▶ **ACTIVITY**
Your response should reproduce every line of the entries that contains the word "secret".

INFORMATION below:

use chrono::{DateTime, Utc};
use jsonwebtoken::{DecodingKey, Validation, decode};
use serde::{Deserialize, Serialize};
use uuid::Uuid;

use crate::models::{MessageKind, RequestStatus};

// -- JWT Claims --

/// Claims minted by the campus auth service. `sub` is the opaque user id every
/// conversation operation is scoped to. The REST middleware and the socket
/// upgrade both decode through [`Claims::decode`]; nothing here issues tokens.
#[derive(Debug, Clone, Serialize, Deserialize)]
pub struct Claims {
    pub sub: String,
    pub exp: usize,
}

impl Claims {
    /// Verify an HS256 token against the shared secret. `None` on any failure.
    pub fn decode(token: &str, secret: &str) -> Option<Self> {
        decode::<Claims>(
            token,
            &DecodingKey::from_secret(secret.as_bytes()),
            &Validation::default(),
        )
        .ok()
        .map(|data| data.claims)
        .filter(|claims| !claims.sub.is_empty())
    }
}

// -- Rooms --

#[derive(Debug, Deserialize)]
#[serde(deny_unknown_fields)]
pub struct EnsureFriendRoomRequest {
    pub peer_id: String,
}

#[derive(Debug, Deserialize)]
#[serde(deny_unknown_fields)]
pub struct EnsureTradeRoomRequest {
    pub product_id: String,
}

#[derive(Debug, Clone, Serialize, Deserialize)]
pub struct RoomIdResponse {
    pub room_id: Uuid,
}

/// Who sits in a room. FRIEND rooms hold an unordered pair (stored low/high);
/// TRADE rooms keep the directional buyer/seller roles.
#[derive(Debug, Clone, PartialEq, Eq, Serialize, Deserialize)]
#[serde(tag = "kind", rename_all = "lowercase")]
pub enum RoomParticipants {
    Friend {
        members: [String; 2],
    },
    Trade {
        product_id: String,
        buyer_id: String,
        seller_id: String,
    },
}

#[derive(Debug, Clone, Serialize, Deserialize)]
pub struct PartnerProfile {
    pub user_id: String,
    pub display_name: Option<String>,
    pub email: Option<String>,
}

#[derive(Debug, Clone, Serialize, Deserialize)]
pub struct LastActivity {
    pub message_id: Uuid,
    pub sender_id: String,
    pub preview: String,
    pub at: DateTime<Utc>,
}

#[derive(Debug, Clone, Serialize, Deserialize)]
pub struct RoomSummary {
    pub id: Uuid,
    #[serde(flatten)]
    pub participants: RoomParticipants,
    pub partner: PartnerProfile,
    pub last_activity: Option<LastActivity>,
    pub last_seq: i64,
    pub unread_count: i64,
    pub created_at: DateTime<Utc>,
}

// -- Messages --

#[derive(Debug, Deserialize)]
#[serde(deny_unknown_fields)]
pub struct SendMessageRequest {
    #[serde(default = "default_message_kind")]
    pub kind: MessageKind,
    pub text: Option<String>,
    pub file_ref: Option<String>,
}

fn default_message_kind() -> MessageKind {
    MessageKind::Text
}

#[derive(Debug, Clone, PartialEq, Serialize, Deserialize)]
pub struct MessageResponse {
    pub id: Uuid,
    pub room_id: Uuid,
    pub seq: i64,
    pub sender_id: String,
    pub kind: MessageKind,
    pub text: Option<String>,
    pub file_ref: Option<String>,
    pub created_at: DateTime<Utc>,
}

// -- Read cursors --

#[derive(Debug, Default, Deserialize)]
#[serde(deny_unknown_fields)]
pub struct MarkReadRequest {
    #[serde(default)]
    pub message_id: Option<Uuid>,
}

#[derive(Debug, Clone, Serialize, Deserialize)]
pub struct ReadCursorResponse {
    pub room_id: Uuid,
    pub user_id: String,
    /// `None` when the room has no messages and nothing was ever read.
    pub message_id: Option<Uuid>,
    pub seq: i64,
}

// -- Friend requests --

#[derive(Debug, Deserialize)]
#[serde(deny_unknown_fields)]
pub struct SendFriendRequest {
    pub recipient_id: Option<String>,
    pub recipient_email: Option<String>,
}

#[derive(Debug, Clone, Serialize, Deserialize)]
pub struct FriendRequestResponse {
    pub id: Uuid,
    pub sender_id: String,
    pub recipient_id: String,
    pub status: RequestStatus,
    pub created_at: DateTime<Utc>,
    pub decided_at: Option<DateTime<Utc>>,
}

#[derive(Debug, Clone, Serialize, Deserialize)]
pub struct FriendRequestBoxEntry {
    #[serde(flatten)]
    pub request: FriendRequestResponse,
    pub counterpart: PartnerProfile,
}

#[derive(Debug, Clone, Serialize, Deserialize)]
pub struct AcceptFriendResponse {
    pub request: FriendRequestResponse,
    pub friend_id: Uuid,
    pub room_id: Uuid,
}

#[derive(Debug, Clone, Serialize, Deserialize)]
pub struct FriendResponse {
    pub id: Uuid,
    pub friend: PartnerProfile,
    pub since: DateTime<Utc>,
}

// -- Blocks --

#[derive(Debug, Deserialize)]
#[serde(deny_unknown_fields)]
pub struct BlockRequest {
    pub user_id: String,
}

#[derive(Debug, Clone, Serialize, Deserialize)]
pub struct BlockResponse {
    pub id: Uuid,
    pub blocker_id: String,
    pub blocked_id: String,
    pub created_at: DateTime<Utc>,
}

End of INFORMATION.

▶ **ANSWER**
    /// Verify an HS256 token against the shared secret. `None` on any failure.
    pub fn decode(token: &str, secret: &str) -> Option<Self> {
            &DecodingKey::from_secret(secret.as_bytes()),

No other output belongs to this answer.